Tuesday, June 9, 2009

6w 0d

This week hasn't been too bad. Getting that u/s and being able to rest easy that I don't have an ectopic has kept me sane so far.

The only problem is that I still can't sleep. I'm exhausted. You read about early pregnancy fatigue, but this really isn't that. I'm sure I wouldn't be so tired if I could just get a decent night's rest. Or take a nap. Or something. I spend hours awake in bed lately. I figure eventually I will get tired enough that I will sleep well, but it has to get worse first.

I haven't really had any big pregnancy symptoms. I haven't had any real morning sickness. Maybe just a tiny bit of nausea. I pee a lot only because I'm really thirsty and drinking a ton. My boobs haven't really grown or changed any. My biggest symptom has been dizziness. I'm frequently quite dizzy. Because of that, I'm a little concerned how my blood pressure is doing. (I've had dizzy problems before and blood pressure was an issue then.)

Right back around when I tested positive, I had lots of little cramps... kinda a bubbly feeling. A couple days later these turned into infrequent sharpish cramps which I assume are from my uterus stretching. And Dr. Google says this is normal but should stop by 6 weeks, and magically, they pretty much have in the last day or two. So I'm hoping all this is good and everything is measuring on schedule.

I feel really bad for my husband right now. He can't come to the u/s cause he has a training he can't get out of. I think he was really sad about it. It's hard on him feeling so helpless in all of this. And I know we've experience this journey differently... in the beginning it was no big deal to him, but the last couple months it has really changed and I know that it has emotionally affected him a great deal, and I think because he's a guy (and his role in all of this), he has a harder time showing and dealing with it. Hopefully everything will be fine and he can come to the next one with me (and hopefully we won't have to wait too long for it).

My thoughts on today's u/s are that everything has been going well lately, I think. At first, I was sure it wasn't going to work and didn't let myself get attached. But, in the last week I've started to imagine that this could be real. I could have my own baby, soon. And now that I've let myself love it, I'm so, so afraid of losing it. I really hope today's u/s goes well.

5 comments:

Juls said...

Good thoughts to you....try to relax and enjoy your little miracle!

Julie

Celia said...

Just hang in there, you will have to sleep eventually.

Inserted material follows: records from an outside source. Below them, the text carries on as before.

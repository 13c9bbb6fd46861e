use crate::cmd::VersionArgs;
use crate::exit::{CliResult, SUCCESS};

pub fn run(args: VersionArgs) -> CliResult<i32> {
    if !args.extended {
        println!("touchwire {}", env!("CARGO_PKG_VERSION"));
        return Ok(SUCCESS);
    }

    println!("name: touchwire");
    println!("version: {}", env!("CARGO_PKG_VERSION"));
    println!("target_os: {}", std::env::consts::OS);
    println!("target_arch: {}", std::env::consts::ARCH);
    println!(
        "build_target: {}",
        option_env!("TOUCHWIRE_BUILD_TARGET").unwrap_or("unknown")
    );
    println!(
        "features: engine={}, sim={}, cli=true",
        cfg!(feature = "engine"),
        cfg!(feature = "sim")
    );

    Ok(SUCCESS)
}
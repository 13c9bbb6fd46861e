/// Errors that can occur while parsing wire messages.
#[derive(Debug, thiserror::Error)]
pub enum MessageError {
    /// The chunk does not start with the message marker.
    #[error("invalid message marker (expected 0xa5, found 0x{found:02x})")]
    InvalidMarker { found: u8 },

    /// The byte closing a complete message is not the padding sentinel.
    #[error("invalid message padding (expected 0x5a, found 0x{found:02x})")]
    InvalidPadding { found: u8 },

    /// A continuation chunk carried a code other than CONTINUED_READ.
    #[error("unexpected code 0x{code:02x} in continuation chunk")]
    UnexpectedContinuation { code: u8 },

    /// Fewer bytes than the structure requires.
    #[error("truncated message ({got} bytes, need {needed})")]
    Truncated { needed: usize, got: usize },
}

pub type Result<T> = std::result::Result<T, MessageError>;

Maybe you could try those Jeffrey Thompson cds that me and Bird use. They work without you believing they will.

I think all of us are hyper aware of all the things that can go so terribly wrong. But things are looking great for you!

I am a big worrier so what I do is imagine the very worst thing that could happen, I let myself worry the worst worry. Then I decide what I would do if that worst thing happened. Then I can move on.

Michelle said...

Good luck with your u/s today.
For me, I was extremely tired in the beginning, but couldn't sleep either. I'd be awake for hours when going to bed just thinking. It took a few weeks to settle down and the insomnia ended then I felt like I was sleeping any chance I got. I'd take a nap during my lunch break even. From what I've heard, the early insomnia is pretty common too.

birdsandsquirrels said...

Good luck with the ultrasound today. I'm sorry that DH can't go with you. S was there for my 6 week ultrasound, but he told me later that he couldn't see anything. Yes, even after the RE spent time showing us the flickering heartbeat and everything, all my husband took away from it was that the gestational sac looked like a whale. Great. The next u/s was a little better because you could it started to look more baby like and less alien blob like.

I had such a hard time with sleep too. You'd think the prometrium would knock my lights out, but I couldn't stop THINKING and WORRYING enough to fall asleep. Take naps when you can.

Michelle said...

I was thinking and forgot to add when I commented earlier...I had a lot of dizziness issues during my pregnancy, and they automatically thought it was BP then but always checked out ok. Turned out mine was from being slightly anemic.